> _What to work on_: Among the lines below, return each one that contains the word "ConnectionManager".

(Saved data entries)
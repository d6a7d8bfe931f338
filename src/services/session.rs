use chrono::Utc;
use redis::aio::ConnectionManager;
use redis::AsyncCommands;
use uuid::Uuid;

use crate::{
    error::{AppError, Result},
    models::session::Session,
    models::user::User,
};

fn session_key(session_id: &Uuid) -> String {
    format!("session:{}", session_id)
}

/// Establishes a session for the user and returns its opaque id.
///
/// The key carries the idle TTL; `load` refreshes it on every hit, so the
/// TTL is the sliding idle window. Re-establishing simply writes a fresh
/// key; the client's old token (if any) just ages out.
pub async fn establish(
    redis: &mut ConnectionManager,
    idle_secs: u64,
    user: &User,
) -> Result<Uuid> {
    let session_id = Uuid::new_v4();
    let session = Session {
        user_id: user.id,
        name: user.name.clone(),
        email: user.email.clone(),
        created_at: Utc::now(),
    };

    let session_json = sonic_rs::to_string(&session)
        .map_err(|e| AppError::Internal(format!("Session serialization failed: {}", e)))?;

    let _: () = redis
        .set_ex(session_key(&session_id), &session_json, idle_secs)
        .await?;

    tracing::debug!("🔑 Session established for user {}", user.id);
    Ok(session_id)
}

/// Loads the session for the given token, refreshing its idle TTL.
///
/// Returns `None` when the key is missing or expired. An unparseable
/// payload is deleted and also treated as anonymous.
pub async fn load(
    redis: &mut ConnectionManager,
    session_id: &Uuid,
    idle_secs: u64,
) -> Result<Option<Session>> {
    let key = session_key(session_id);

    let session_json: Option<String> = redis.get(&key).await?;
    let Some(session_json) = session_json else {
        return Ok(None);
    };

    let session: Session = match sonic_rs::from_str(&session_json) {
        Ok(session) => session,
        Err(e) => {
            tracing::warn!("Dropping unparseable session payload: {}", e);
            let _: () = redis.del(&key).await.unwrap_or(());
            return Ok(None);
        }
    };

    let _: () = redis.expire(&key, idle_secs as i64).await?;

    Ok(Some(session))
}

/// Clears the session for the given token. Idempotent; a token that is
/// already gone is not an error.
pub async fn clear(redis: &mut ConnectionManager, session_id: &Uuid) -> Result<()> {
    let _: () = redis.del(session_key(session_id)).await?;
    tracing::debug!("Session cleared: {}", session_id);
    Ok(())
}
use deadpool_postgres::Pool;
use redis::aio::ConnectionManager;
use crate::config::Config;
use crate::error::Result;

/// The application's state.
#[derive(Clone)]
pub struct AppState {
    /// The database connection pool.
    pub db: Pool,
    /// The Redis connection manager backing the session store.
    pub redis: ConnectionManager,
    /// The application's configuration.
    pub config: Config,
}

impl AppState {
    /// Creates a new `AppState`.
    ///
    /// # Arguments
    ///
    /// * `config` - The application's configuration.
    ///
    /// # Returns
    ///
    /// A `Result` containing the `AppState`.
    pub async fn new(config: &Config) -> Result<Self> {
        let db = crate::db::create_pool(&config.database_url)?;
        tracing::info!("✅ PostgreSQL Pool initialized with deadpool-postgres");

        let redis_client = redis::Client::open(config.redis_url.as_str())?;
        let redis = ConnectionManager::new(redis_client).await?;
        tracing::info!("✅ Redis Connection Manager initialized (session store)");

        Ok(AppState {
            db,
            redis,
            config: config.clone(),
        })
    }
}
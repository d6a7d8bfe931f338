use axum::{
    body::Body,
    extract::State,
    http::Request,
    middleware::Next,
    response::{IntoResponse, Redirect, Response},
};
use tower_cookies::Cookies;
use uuid::Uuid;

use crate::{services::session as session_service, state::AppState};

/// The cookie holding the opaque session token.
pub const SESSION_COOKIE: &str = "session_id";

/// Extracts the session token from the request cookies.
pub fn extract_session_token(cookies: &Cookies) -> Option<Uuid> {
    cookies
        .get(SESSION_COOKIE)
        .and_then(|cookie| Uuid::parse_str(cookie.value()).ok())
}

/// A middleware that requires an authenticated session.
///
/// Anonymous requests (no cookie, unknown token, or idle-expired session)
/// are redirected to the login form. On success the `Session` is inserted
/// as a request extension and the idle window is refreshed.
pub async fn require_auth(
    State(mut state): State<AppState>,
    cookies: Cookies,
    mut request: Request<Body>,
    next: Next,
) -> Response {
    let Some(session_id) = extract_session_token(&cookies) else {
        tracing::debug!("No session cookie found, treating as anonymous");
        return Redirect::to("/account/login").into_response();
    };

    let idle_secs = state.config.session_idle_secs();
    match session_service::load(&mut state.redis, &session_id, idle_secs).await {
        Ok(Some(session)) => {
            tracing::debug!("✅ User authenticated: {}", session.user_id);
            request.extensions_mut().insert(session);
            next.run(request).await
        }
        Ok(None) => {
            tracing::debug!("Session {} missing or expired", session_id);
            Redirect::to("/account/login").into_response()
        }
        Err(e) => e.into_response(),
    }
}
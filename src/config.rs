use std::env;
use anyhow::{Context, Result};

/// The application's configuration.
#[derive(Clone)]
pub struct Config {
    /// The URL of the PostgreSQL database.
    pub database_url: String,
    /// The URL of the Redis server.
    pub redis_url: String,
    /// Minutes of inactivity after which a session expires.
    pub session_idle_minutes: u64,
}

impl Config {
    /// Creates a new `Config` from environment variables.
    ///
    /// # Returns
    ///
    /// A `Result` containing the `Config`.
    pub fn from_env() -> Result<Self> {
        Ok(Self {
            database_url: env::var("DATABASE_URL")
                .context("DATABASE_URL must be set")?,
            redis_url: env::var("REDIS_URL")
                .unwrap_or_else(|_| "redis://127.0.0.1:6379".to_string()),
            session_idle_minutes: env::var("SESSION_IDLE_MINUTES")
                .unwrap_or_else(|_| "30".to_string())
                .parse()
                .context("Invalid SESSION_IDLE_MINUTES")?,
        })
    }

    /// The idle window in seconds, as stored on the session key.
    pub fn session_idle_secs(&self) -> u64 {
        self.session_idle_minutes * 60
    }
}
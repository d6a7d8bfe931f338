use axum::{
    middleware::from_fn_with_state,
    routing::{any, get},
    Router,
};

use std::net::SocketAddr;
use std::time::Duration;
use tower_cookies::CookieManagerLayer;
use tower_http::trace::{
    DefaultMakeSpan, DefaultOnFailure, DefaultOnRequest, DefaultOnResponse, TraceLayer,
};

use tracing::Level;
use tracing_subscriber::{layer::SubscriberExt, util::SubscriberInitExt};

mod config;
mod error;
mod state;
mod db;

mod models {
    pub mod session;
    pub mod user;
}

mod repositories {
    pub mod user;
}

mod services {
    pub mod account;
    pub mod password;
    pub mod session;
}

mod handlers {
    pub mod account;
}

mod middleware_layer {
    pub mod session;
}

mod validation {
    pub mod account;
}

use config::Config;
use state::AppState;

/// Startup connectivity attempts before giving up.
const MAX_CONNECT_ATTEMPTS: u32 = 3;
/// Pause between startup connectivity attempts.
const CONNECT_RETRY_DELAY: Duration = Duration::from_secs(5);

#[tokio::main]
async fn main() -> anyhow::Result<()> {
    tracing_subscriber::registry()
        .with(tracing_subscriber::EnvFilter::new(
            std::env::var("RUST_LOG").unwrap_or_else(|_| "info".into()),
        ))
        .with(tracing_subscriber::fmt::layer())
        .init();

    dotenvy::dotenv().ok();

    let config = Config::from_env()?;
    tracing::info!("✅ Configuration loaded successfully");

    let state = AppState::new(&config).await?;

    // Bounded startup probe. Retries live here only, never in the flows.
    let mut connected = false;
    for attempt in 1..=MAX_CONNECT_ATTEMPTS {
        match db::check_connectivity(&state.db).await {
            Ok(()) => {
                tracing::info!("✅ Connected to PostgreSQL");
                connected = true;
                break;
            }
            Err(e) => {
                tracing::warn!("Connection attempt {} failed: {}", attempt, e);
                if attempt < MAX_CONNECT_ATTEMPTS {
                    tokio::time::sleep(CONNECT_RETRY_DELAY).await;
                }
            }
        }
    }
    if !connected {
        anyhow::bail!(
            "failed to connect to database after {} attempts",
            MAX_CONNECT_ATTEMPTS
        );
    }

    db::init_schema(&state.db).await?;
    tracing::info!("✅ Database schema ready");

    match repositories::user::count_users(&state.db).await {
        Ok(count) => tracing::info!("Current user count in database: {}", count),
        Err(e) => tracing::warn!("Could not read user count: {}", e),
    }

    let account_routes = Router::new()
        .route(
            "/account/register",
            get(handlers::account::register_page).post(handlers::account::register),
        )
        .route(
            "/account/login",
            get(handlers::account::login_page).post(handlers::account::login),
        )
        .route("/account/logout", any(handlers::account::logout))
        .with_state(state.clone());

    let protected_routes = Router::new()
        .route("/", get(handlers::account::home))
        .route_layer(from_fn_with_state(
            state.clone(),
            middleware_layer::session::require_auth,
        ))
        .with_state(state.clone());

    let app = Router::new()
        .merge(account_routes)
        .merge(protected_routes)
        .layer(
            TraceLayer::new_for_http()
                .make_span_with(DefaultMakeSpan::default())
                .on_request(DefaultOnRequest::default().level(Level::DEBUG))
                .on_response(DefaultOnResponse::default().level(Level::DEBUG))
                .on_failure(DefaultOnFailure::default().level(Level::ERROR)),
        )
        .layer(CookieManagerLayer::new());

    let addr = SocketAddr::from(([127, 0, 0, 1], 3000));
    tracing::info!("🚀 Server listening on http://{}", addr);

    let listener = tokio::net::TcpListener::bind(&addr).await?;
    axum::serve(listener, app).await?;

    Ok(())
}
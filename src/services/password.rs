use argon2::{
    password_hash::{PasswordHash, PasswordHasher, PasswordVerifier, SaltString},
    Argon2, ParamsBuilder,
};
use rand::{rngs::OsRng, RngCore};
use zeroize::Zeroize;

use crate::error::{AppError, Result};

/// The memory cost for Argon2 in MB.
const ARGON2_MEMORY_MB: u32 = 19;
/// The number of iterations for Argon2.
const ARGON2_ITERATIONS: u32 = 2;
/// The parallelism factor for Argon2.
const ARGON2_PARALLELISM: u32 = 1;

/// Hashes a password using Argon2id.
///
/// # Arguments
///
/// * `password` - The password to hash.
///
/// # Returns
///
/// A `Result` containing the PHC-format hash string.
pub fn hash_password(password: &str) -> Result<String> {
    let mut password_bytes = password.as_bytes().to_vec();

    let mut salt_bytes = [0u8; 16];
    OsRng.fill_bytes(&mut salt_bytes);

    let salt = SaltString::encode_b64(&salt_bytes)
        .map_err(|e| AppError::Internal(format!("Salt encoding error: {}", e)))?;

    let argon2 = Argon2::new(
        argon2::Algorithm::Argon2id,
        argon2::Version::V0x13,
        ParamsBuilder::new()
            .m_cost(ARGON2_MEMORY_MB * 1024)
            .t_cost(ARGON2_ITERATIONS)
            .p_cost(ARGON2_PARALLELISM)
            .build()
            .map_err(|e| AppError::Internal(format!("Argon2 params: {}", e)))?,
    );

    let password_hash = argon2
        .hash_password(&password_bytes, &salt)
        .map_err(|e| AppError::Internal(format!("Argon2 hash error: {}", e)))?
        .to_string();

    password_bytes.zeroize();
    tracing::debug!("Password hashed successfully with Argon2");
    Ok(password_hash)
}

/// Verifies a password against a stored hash.
///
/// A malformed or corrupt stored hash fails closed: it is treated as a
/// non-match, never an error. The cost parameters are read back from the
/// hash string itself.
pub fn verify_password(password: &str, hash: &str) -> bool {
    let parsed_hash = match PasswordHash::new(hash) {
        Ok(parsed) => parsed,
        Err(e) => {
            tracing::warn!("Stored password hash is unparseable: {}", e);
            return false;
        }
    };

    let mut password_bytes = password.as_bytes().to_vec();
    let matches = Argon2::default()
        .verify_password(&password_bytes, &parsed_hash)
        .is_ok();

    password_bytes.zeroize();
    matches
}

#[cfg(test)]
mod tests {
    use super::*;

    #[test]
    fn hash_and_verify_roundtrip() {
        let password = "Secur3P@ssw0rd!";
        let hash = hash_password(password).expect("hashing should succeed");
        assert!(verify_password(password, &hash));
    }

    #[test]
    fn roundtrip_at_length_boundaries() {
        for password in ["abcdef", &"x".repeat(100)] {
            let hash = hash_password(password).expect("hashing should succeed");
            assert!(verify_password(password, &hash));
        }
    }

    #[test]
    fn verify_rejects_wrong_password() {
        let password = "correct-horse-battery-staple";
        let hash = hash_password(password).expect("hashing should succeed");
        assert!(!verify_password("wrong-password", &hash));
    }

    #[test]
    fn hashes_are_salted() {
        let password = "same-input-twice";
        let first = hash_password(password).expect("hashing should succeed");
        let second = hash_password(password).expect("hashing should succeed");
        assert_ne!(first, second);
    }

    #[test]
    fn verify_fails_closed_on_malformed_hash() {
        assert!(!verify_password("anything", "not-a-valid-hash"));
        assert!(!verify_password("anything", ""));
    }
}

> _Solution below_:
use redis::aio::ConnectionManager;
    redis: &mut ConnectionManager,
    redis: &mut ConnectionManager,
pub async fn clear(redis: &mut ConnectionManager, session_id: &Uuid) -> Result<()> {
use redis::aio::ConnectionManager;
    pub redis: ConnectionManager,
        let redis = ConnectionManager::new(redis_client).await?;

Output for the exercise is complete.